The problem. Once you reach the line containing "let password_hash = match" in the entries below, write out that line and each one after it down to the line containing "locked_until = CASE", exactly and with nothing added.

Records from a dataset.
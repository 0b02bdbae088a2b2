mod models;

pub use models::*;

use anyhow::Result;
use sqlx::{sqlite::SqlitePoolOptions, SqlitePool};
use std::path::Path;
use tracing::info;

pub type DbPool = SqlitePool;

/// Execute a SQL migration file, properly handling comments
async fn execute_sql(pool: &SqlitePool, sql: &str) -> Result<()> {
    for statement in sql.split(';') {
        // Strip SQL comment lines (lines starting with --)
        let cleaned: String = statement
            .lines()
            .filter(|line| !line.trim().starts_with("--"))
            .collect::<Vec<_>>()
            .join("\n");
        let trimmed = cleaned.trim();
        if !trimmed.is_empty() {
            sqlx::query(trimmed).execute(pool).await?;
        }
    }
    Ok(())
}

pub async fn init(data_dir: &Path) -> Result<DbPool> {
    let db_path = data_dir.join("brdss.db");
    let db_url = format!("sqlite:{}?mode=rwc", db_path.display());

    info!("Initializing database at {}", db_path.display());

    let pool = SqlitePoolOptions::new()
        .max_connections(5)
        .connect(&db_url)
        .await?;

    // Enable WAL mode for better concurrency
    sqlx::query("PRAGMA journal_mode = WAL")
        .execute(&pool)
        .await?;
    sqlx::query("PRAGMA synchronous = NORMAL")
        .execute(&pool)
        .await?;
    sqlx::query("PRAGMA foreign_keys = ON")
        .execute(&pool)
        .await?;

    run_migrations(&pool).await?;

    info!("Database initialized successfully");
    Ok(pool)
}

/// Path of the SQLite file backing a pool created by [`init`]. The dump tool
/// takes the file path, not a connection.
pub fn database_path(data_dir: &Path) -> std::path::PathBuf {
    data_dir.join("brdss.db")
}

pub async fn run_migrations(pool: &SqlitePool) -> Result<()> {
    info!("Running database migrations...");

    execute_sql(pool, include_str!("../../migrations/001_initial.sql")).await?;

    info!("Migrations completed");
    Ok(())
}

#[cfg(test)]
pub async fn test_pool() -> DbPool {
    let pool = SqlitePoolOptions::new()
        .max_connections(1)
        .connect("sqlite::memory:")
        .await
        .expect("in-memory pool");
    sqlx::query("PRAGMA foreign_keys = ON")
        .execute(&pool)
        .await
        .unwrap();
    run_migrations(&pool).await.expect("migrations");
    pool
}
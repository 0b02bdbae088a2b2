//! User management endpoints (Admin+).

use axum::{
    extract::{Path, State},
    Json,
};
use serde::Deserialize;
use std::sync::Arc;

use crate::api::auth::{self, Identity, MessageResponse, Mutation};
use crate::api::authz;
use crate::api::error::{ApiError, ValidationErrorBuilder};
use crate::api::validation;
use crate::db::{actions, tables, DbPool, Role, User, UserResponse};
use crate::AppState;

async fn fetch_user(db: &DbPool, user_id: &str) -> Result<User, ApiError> {
    sqlx::query_as("SELECT * FROM users WHERE user_id = ?")
        .bind(user_id)
        .fetch_optional(db)
        .await?
        .ok_or_else(|| ApiError::not_found("User not found."))
}

/// GET /api/users (Admin+)
pub async fn list_users(
    State(state): State<Arc<AppState>>,
    identity: Identity,
) -> Result<Json<Vec<UserResponse>>, ApiError> {
    authz::require_role(&identity, Role::Admin)?;

    let users: Vec<User> = sqlx::query_as("SELECT * FROM users ORDER BY username")
        .fetch_all(&state.db)
        .await?;
    Ok(Json(users.into_iter().map(UserResponse::from).collect()))
}

#[derive(Debug, Deserialize)]
pub struct UpdateUserRequest {
    #[serde(default)]
    pub full_name: Option<String>,
    #[serde(default)]
    pub email: Option<String>,
    #[serde(default)]
    pub role: Option<String>,
    #[serde(default)]
    pub is_active: Option<bool>,
    /// Admin-set password reset; also clears any lockout
    #[serde(default)]
    pub password: Option<String>,
}

/// PUT /api/users/:id (Admin+)
pub async fn update_user(
    State(state): State<Arc<AppState>>,
    mutation: Mutation,
    Path(user_id): Path<String>,
    Json(request): Json<UpdateUserRequest>,
) -> Result<Json<UserResponse>, ApiError> {
    authz::require_role(&mutation.identity, Role::Admin)?;
    let existing = fetch_user(&state.db, &user_id).await?;
    authz::check_target_user(&mutation.identity, existing.role())?;

    let mut errors = ValidationErrorBuilder::new();
    if let Some(email) = request.email.as_deref() {
        if let Err(e) = validation::validate_email(email) {
            errors.add("email", e);
        }
    }
    if let Some(full_name) = request.full_name.as_deref() {
        if let Err(e) = validation::validate_full_name(full_name) {
            errors.add("full_name", e);
        }
    }
    if let Some(password) = request.password.as_deref() {
        if let Err(e) = validation::validate_password(password) {
            errors.add("password", e);
        }
    }
    errors.finish()?;

    let role = match request.role.as_deref() {
        Some(requested) => {
            let role = Role::parse(requested)
                .ok_or_else(|| ApiError::validation_field("role", "Invalid role selected."))?;
            if role != existing.role() {
                authz::check_role_assignment(Some(&mutation.identity), role)?;
            }
            role
        }
        None => existing.role(),
    };

    if let Some(email) = request.email.as_deref() {
        let clash: Option<(String,)> =
            sqlx::query_as("SELECT user_id FROM users WHERE email = ? AND user_id != ?")
                .bind(email)
                .bind(&user_id)
                .fetch_optional(&state.db)
                .await?;
        if clash.is_some() {
            return Err(ApiError::validation_field(
                "email",
                "Email already registered. Please use a different one.",
            ));
        }
    }

    let full_name = request
        .full_name
        .clone()
        .unwrap_or_else(|| existing.full_name.clone());
    let email = request
        .email
        .clone()
        .unwrap_or_else(|| existing.email.clone());
    let is_active = request
        .is_active
        .map(i64::from)
        .unwrap_or(existing.is_active);

    let password_hash = match request.password.as_deref() {
        Some(password) => Some(
            auth::hash_password(password)
                .map_err(|e| ApiError::internal(format!("Failed to hash password: {}", e)))?,
        ),
        None => None,
    };

    // Password reset and reactivation both clear the lockout state. One
    // statement carries every piece of the update, so a persistence failure
    // commits nothing.
    let clear_lockout = password_hash.is_some()
        || (request.is_active == Some(true) && !existing.is_active());

    sqlx::query(
        r#"
        UPDATE users
        SET full_name = ?, email = ?, role = ?, is_active = ?,
            password_hash = COALESCE(?, password_hash),
            login_attempts = CASE WHEN ? THEN 0 ELSE login_attempts END,
            locked_until = CASE WHEN ? THEN NULL ELSE locked_until END
        WHERE user_id = ?
        "#,
    )
    .bind(&full_name)
    .bind(&email)
    .bind(role.as_str())
    .bind(is_active)
    .bind(&password_hash)
    .bind(clear_lockout)
    .bind(clear_lockout)
    .bind(&user_id)
    .execute(&state.db)
    .await?;

    let user = fetch_user(&state.db, &user_id).await?;

    crate::api::audit::record(
        &state.db,
        &mutation.identity.user_id,
        &format!("Updated user account: {}", user.username),
        actions::UPDATE,
        Some(tables::USERS),
        Some(&user_id),
        mutation.ip.as_deref(),
    )
    .await;

    Ok(Json(UserResponse::from(user)))
}

/// DELETE /api/users/:id (Super Admin only)
///
/// Self-deletion is denied for every role. Sessions go with the account.
pub async fn delete_user(
    State(state): State<Arc<AppState>>,
    mutation: Mutation,
    Path(user_id): Path<String>,
) -> Result<Json<MessageResponse>, ApiError> {
    authz::require_role(&mutation.identity, Role::SuperAdmin)?;
    authz::deny_self_delete(&mutation.identity, &user_id)?;

    let user = fetch_user(&state.db, &user_id).await?;
    authz::check_target_user(&mutation.identity, user.role())?;

    let referenced: i64 =
        sqlx::query_scalar("SELECT COUNT(*) FROM assistance_records WHERE encoded_by = ?")
            .bind(&user_id)
            .fetch_one(&state.db)
            .await?;
    if referenced > 0 {
        return Err(ApiError::conflict(
            "User has encoded assistance records and cannot be deleted. Deactivate the account instead.",
        ));
    }

    sqlx::query("DELETE FROM users WHERE user_id = ?")
        .bind(&user_id)
        .execute(&state.db)
        .await?;

    crate::api::audit::record(
        &state.db,
        &mutation.identity.user_id,
        &format!("Deleted user account: {}", user.username),
        actions::DELETE,
        Some(tables::USERS),
        Some(&user_id),
        mutation.ip.as_deref(),
    )
    .await;

    tracing::info!(username = %user.username, "User deleted");
    Ok(Json(MessageResponse {
        message: "User deleted successfully.".to_string(),
    }))
}
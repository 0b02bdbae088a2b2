//! Resident record endpoints.

use axum::{
    extract::{Path, Query, State},
    Json,
};
use serde::Deserialize;
use std::sync::Arc;

use crate::api::auth::{Identity, Mutation};
use crate::api::authz;
use crate::api::error::{ApiError, ValidationErrorBuilder};
use crate::api::validation;
use crate::db::{actions, tables, DbPool, Resident, ResidentFields, Role};
use crate::AppState;

const STATUSES: &[&str] = &["Active", "Inactive", "Deceased", "Transferred"];

fn validate_fields(fields: &ResidentFields) -> Result<(), ApiError> {
    let mut errors = ValidationErrorBuilder::new();
    if let Err(e) = validation::validate_required("First name", &fields.first_name) {
        errors.add("first_name", e);
    }
    if let Err(e) = validation::validate_required("Last name", &fields.last_name) {
        errors.add("last_name", e);
    }
    if let Err(e) = validation::validate_date(&fields.birthdate) {
        errors.add("birthdate", e);
    }
    if let Some(email) = fields.email.as_deref() {
        if !email.is_empty() {
            if let Err(e) = validation::validate_email(email) {
                errors.add("email", e);
            }
        }
    }
    if let Err(e) = validation::validate_amount(&fields.monthly_income) {
        errors.add("monthly_income", e);
    }
    if let Some(status) = fields.status.as_deref() {
        if !STATUSES.contains(&status) {
            errors.add("status", "Invalid status selected.");
        }
    }
    errors.finish()
}

async fn fetch_resident(db: &DbPool, resident_id: &str) -> Result<Resident, ApiError> {
    sqlx::query_as("SELECT * FROM residents WHERE resident_id = ?")
        .bind(resident_id)
        .fetch_optional(db)
        .await?
        .ok_or_else(|| ApiError::not_found("Resident not found."))
}

#[derive(Debug, Deserialize)]
pub struct ResidentQuery {
    /// Case-insensitive match against names and purok
    pub q: Option<String>,
    pub status: Option<String>,
}

/// GET /api/residents
pub async fn list_residents(
    State(state): State<Arc<AppState>>,
    _identity: Identity,
    Query(query): Query<ResidentQuery>,
) -> Result<Json<Vec<Resident>>, ApiError> {
    let mut sql = String::from("SELECT * FROM residents WHERE 1=1");
    let mut binds: Vec<String> = Vec::new();

    if let Some(q) = query.q.as_deref().filter(|q| !q.trim().is_empty()) {
        sql.push_str(
            " AND (first_name LIKE ? OR middle_name LIKE ? OR last_name LIKE ? OR purok LIKE ?)",
        );
        let pattern = format!("%{}%", q.trim());
        binds.extend([pattern.clone(), pattern.clone(), pattern.clone(), pattern]);
    }
    if let Some(status) = query.status.as_deref().filter(|s| !s.is_empty()) {
        sql.push_str(" AND status = ?");
        binds.push(status.to_string());
    }
    sql.push_str(" ORDER BY last_name, first_name");

    let mut stmt = sqlx::query_as(&sql);
    for bind in &binds {
        stmt = stmt.bind(bind);
    }
    let residents = stmt.fetch_all(&state.db).await?;
    Ok(Json(residents))
}

/// GET /api/residents/:id
pub async fn get_resident(
    State(state): State<Arc<AppState>>,
    _identity: Identity,
    Path(resident_id): Path<String>,
) -> Result<Json<Resident>, ApiError> {
    let resident = fetch_resident(&state.db, &resident_id).await?;
    Ok(Json(resident))
}

/// POST /api/residents (Staff+)
pub async fn create_resident(
    State(state): State<Arc<AppState>>,
    mutation: Mutation,
    Json(fields): Json<ResidentFields>,
) -> Result<Json<Resident>, ApiError> {
    authz::require_role(&mutation.identity, Role::Staff)?;
    validate_fields(&fields)?;

    let resident = Resident {
        resident_id: uuid::Uuid::new_v4().to_string(),
        first_name: fields.first_name.trim().to_string(),
        middle_name: fields.middle_name.clone(),
        last_name: fields.last_name.trim().to_string(),
        suffix: fields.suffix.clone(),
        birthdate: fields.birthdate.clone(),
        gender: fields.gender.clone(),
        civil_status: fields.civil_status.clone(),
        contact_no: fields.contact_no.clone(),
        email: fields.email.clone(),
        address: fields.address.clone(),
        purok: fields.purok.clone(),
        occupation: fields.occupation.clone(),
        monthly_income: fields.monthly_income,
        status: fields.status.clone().unwrap_or_else(|| "Active".to_string()),
        remarks: fields.remarks.clone(),
        created_at: chrono::Utc::now().to_rfc3339(),
    };

    sqlx::query(
        r#"
        INSERT INTO residents (resident_id, first_name, middle_name, last_name, suffix,
                               birthdate, gender, civil_status, contact_no, email, address,
                               purok, occupation, monthly_income, status, remarks, created_at)
        VALUES (?, ?, ?, ?, ?, ?, ?, ?, ?, ?, ?, ?, ?, ?, ?, ?, ?)
        "#,
    )
    .bind(&resident.resident_id)
    .bind(&resident.first_name)
    .bind(&resident.middle_name)
    .bind(&resident.last_name)
    .bind(&resident.suffix)
    .bind(&resident.birthdate)
    .bind(&resident.gender)
    .bind(&resident.civil_status)
    .bind(&resident.contact_no)
    .bind(&resident.email)
    .bind(&resident.address)
    .bind(&resident.purok)
    .bind(&resident.occupation)
    .bind(resident.monthly_income)
    .bind(&resident.status)
    .bind(&resident.remarks)
    .bind(&resident.created_at)
    .execute(&state.db)
    .await?;

    crate::api::audit::record(
        &state.db,
        &mutation.identity.user_id,
        &format!("Created resident: {}", resident.display_name()),
        actions::CREATE,
        Some(tables::RESIDENTS),
        Some(&resident.resident_id),
        mutation.ip.as_deref(),
    )
    .await;

    tracing::info!(resident_id = %resident.resident_id, "Resident created");
    Ok(Json(resident))
}

/// PUT /api/residents/:id (Staff+)
pub async fn update_resident(
    State(state): State<Arc<AppState>>,
    mutation: Mutation,
    Path(resident_id): Path<String>,
    Json(fields): Json<ResidentFields>,
) -> Result<Json<Resident>, ApiError> {
    authz::require_role(&mutation.identity, Role::Staff)?;
    let existing = fetch_resident(&state.db, &resident_id).await?;
    validate_fields(&fields)?;

    let status = fields.status.clone().unwrap_or(existing.status);

    sqlx::query(
        r#"
        UPDATE residents
        SET first_name = ?, middle_name = ?, last_name = ?, suffix = ?, birthdate = ?,
            gender = ?, civil_status = ?, contact_no = ?, email = ?, address = ?,
            purok = ?, occupation = ?, monthly_income = ?, status = ?, remarks = ?
        WHERE resident_id = ?
        "#,
    )
    .bind(fields.first_name.trim())
    .bind(&fields.middle_name)
    .bind(fields.last_name.trim())
    .bind(&fields.suffix)
    .bind(&fields.birthdate)
    .bind(&fields.gender)
    .bind(&fields.civil_status)
    .bind(&fields.contact_no)
    .bind(&fields.email)
    .bind(&fields.address)
    .bind(&fields.purok)
    .bind(&fields.occupation)
    .bind(fields.monthly_income)
    .bind(&status)
    .bind(&fields.remarks)
    .bind(&resident_id)
    .execute(&state.db)
    .await?;

    let resident = fetch_resident(&state.db, &resident_id).await?;

    crate::api::audit::record(
        &state.db,
        &mutation.identity.user_id,
        &format!("Updated resident: {}", resident.display_name()),
        actions::UPDATE,
        Some(tables::RESIDENTS),
        Some(&resident_id),
        mutation.ip.as_deref(),
    )
    .await;

    Ok(Json(resident))
}

/// DELETE /api/residents/:id (Admin+)
///
/// Dependent assistance records and beneficiary assignments go with the
/// resident, all inside one transaction.
pub async fn delete_resident(
    State(state): State<Arc<AppState>>,
    mutation: Mutation,
    Path(resident_id): Path<String>,
) -> Result<Json<crate::api::auth::MessageResponse>, ApiError> {
    authz::require_role(&mutation.identity, Role::Admin)?;
    let resident = fetch_resident(&state.db, &resident_id).await?;

    let mut tx = state.db.begin().await?;
    sqlx::query("DELETE FROM assistance_records WHERE resident_id = ?")
        .bind(&resident_id)
        .execute(&mut *tx)
        .await?;
    sqlx::query("DELETE FROM resident_beneficiary WHERE resident_id = ?")
        .bind(&resident_id)
        .execute(&mut *tx)
        .await?;
    sqlx::query("DELETE FROM residents WHERE resident_id = ?")
        .bind(&resident_id)
        .execute(&mut *tx)
        .await?;
    tx.commit().await?;

    crate::api::audit::record(
        &state.db,
        &mutation.identity.user_id,
        &format!("Deleted resident: {}", resident.display_name()),
        actions::DELETE,
        Some(tables::RESIDENTS),
        Some(&resident_id),
        mutation.ip.as_deref(),
    )
    .await;

    tracing::info!(resident_id = %resident_id, "Resident deleted");
    Ok(Json(crate::api::auth::MessageResponse {
        message: "Resident deleted successfully.".to_string(),
    }))
}

#[cfg(test)]
mod tests {
    use super::*;
    use crate::config::Config;
    use crate::db::test_pool;

    async fn test_state() -> Arc<AppState> {
        Arc::new(AppState::new(Config::default(), test_pool().await))
    }

    fn mutation_as(role: Role) -> Mutation {
        Mutation {
            identity: Identity {
                user_id: "actor-1".into(),
                username: "actor".into(),
                role,
            },
            ip: Some("203.0.113.9".into()),
        }
    }

    async fn seed_actor(db: &DbPool) {
        sqlx::query(
            "INSERT INTO users (user_id, username, email, password_hash, full_name, role, created_at)
             VALUES ('actor-1', 'actor', 'actor@x.com', 'h', 'The Actor', 'Admin', '2026-01-01T00:00:00Z')",
        )
        .execute(db)
        .await
        .unwrap();
    }

    fn base_fields() -> ResidentFields {
        ResidentFields {
            first_name: "Juan".into(),
            last_name: "Dela Cruz".into(),
            ..ResidentFields::default()
        }
    }

    #[test]
    fn names_are_required() {
        let fields = ResidentFields {
            first_name: "  ".into(),
            ..base_fields()
        };
        assert!(validate_fields(&fields).is_err());
        assert!(validate_fields(&base_fields()).is_ok());
    }

    #[test]
    fn birthdate_must_be_a_calendar_date() {
        let fields = ResidentFields {
            birthdate: Some("2026-02-30".into()),
            ..base_fields()
        };
        assert!(validate_fields(&fields).is_err());

        let fields = ResidentFields {
            birthdate: Some("1990-02-28".into()),
            ..base_fields()
        };
        assert!(validate_fields(&fields).is_ok());
    }

    #[test]
    fn income_cannot_be_negative() {
        let fields = ResidentFields {
            monthly_income: Some(-1.0),
            ..base_fields()
        };
        assert!(validate_fields(&fields).is_err());
    }

    #[tokio::test]
    async fn create_writes_the_row_and_exactly_one_audit_entry() {
        let state = test_state().await;
        seed_actor(&state.db).await;

        let Json(resident) = create_resident(
            axum::extract::State(state.clone()),
            mutation_as(Role::Staff),
            Json(base_fields()),
        )
        .await
        .unwrap();

        assert_eq!(resident.status, "Active");

        let stored: Resident = sqlx::query_as("SELECT * FROM residents WHERE resident_id = ?")
            .bind(&resident.resident_id)
            .fetch_one(&state.db)
            .await
            .unwrap();
        assert_eq!(stored.first_name, "Juan");

        let entries =
            crate::db::count_for_record(&state.db, tables::RESIDENTS, &resident.resident_id)
                .await
                .unwrap();
        assert_eq!(entries, 1);
    }

    #[tokio::test]
    async fn delete_cascades_to_dependents_and_needs_admin() {
        let state = test_state().await;
        seed_actor(&state.db).await;

        let Json(resident) = create_resident(
            axum::extract::State(state.clone()),
            mutation_as(Role::Staff),
            Json(base_fields()),
        )
        .await
        .unwrap();

        sqlx::query(
            "INSERT INTO beneficiary_category (category_id, category_name, is_active, created_at)
             VALUES ('c1', 'Senior Citizen', 1, '2026-01-01T00:00:00Z')",
        )
        .execute(&state.db)
        .await
        .unwrap();
        sqlx::query(
            "INSERT INTO resident_beneficiary (assignment_id, resident_id, category_id, is_active, date_classified)
             VALUES ('rb1', ?, 'c1', 1, '2026-01-02T00:00:00Z')",
        )
        .bind(&resident.resident_id)
        .execute(&state.db)
        .await
        .unwrap();
        sqlx::query(
            "INSERT INTO assistance_records (record_id, resident_id, category_id, assistance_type, date_given, encoded_by, created_at)
             VALUES ('ar1', ?, 'c1', 'Medical', '2026-01-03', 'actor-1', '2026-01-03T00:00:00Z')",
        )
        .bind(&resident.resident_id)
        .execute(&state.db)
        .await
        .unwrap();

        // Staff cannot delete
        let err = delete_resident(
            axum::extract::State(state.clone()),
            mutation_as(Role::Staff),
            Path(resident.resident_id.clone()),
        )
        .await
        .unwrap_err();
        assert_eq!(err.code(), crate::api::error::ErrorCode::Forbidden);

        delete_resident(
            axum::extract::State(state.clone()),
            mutation_as(Role::Admin),
            Path(resident.resident_id.clone()),
        )
        .await
        .unwrap();

        for table in ["residents", "resident_beneficiary", "assistance_records"] {
            let count: i64 = sqlx::query_scalar(&format!("SELECT COUNT(*) FROM {}", table))
                .fetch_one(&state.db)
                .await
                .unwrap();
            assert_eq!(count, 0, "{} not emptied", table);
        }
    }

    #[test]
    fn status_is_constrained() {
        let fields = ResidentFields {
            status: Some("Missing".into()),
            ..base_fields()
        };
        assert!(validate_fields(&fields).is_err());

        let fields = ResidentFields {
            status: Some("Deceased".into()),
            ..base_fields()
        };
        assert!(validate_fields(&fields).is_ok());
    }
}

Answer for the task.
    let password_hash = match request.password.as_deref() {
        Some(password) => Some(
            auth::hash_password(password)
                .map_err(|e| ApiError::internal(format!("Failed to hash password: {}", e)))?,
        ),
        None => None,
    };

    // Password reset and reactivation both clear the lockout state. One
    // statement carries every piece of the update, so a persistence failure
    // commits nothing.
    let clear_lockout = password_hash.is_some()
        || (request.is_active == Some(true) && !existing.is_active());

    sqlx::query(
        r#"
        UPDATE users
        SET full_name = ?, email = ?, role = ?, is_active = ?,
            password_hash = COALESCE(?, password_hash),
            login_attempts = CASE WHEN ? THEN 0 ELSE login_attempts END,
            locked_until = CASE WHEN ? THEN NULL ELSE locked_until END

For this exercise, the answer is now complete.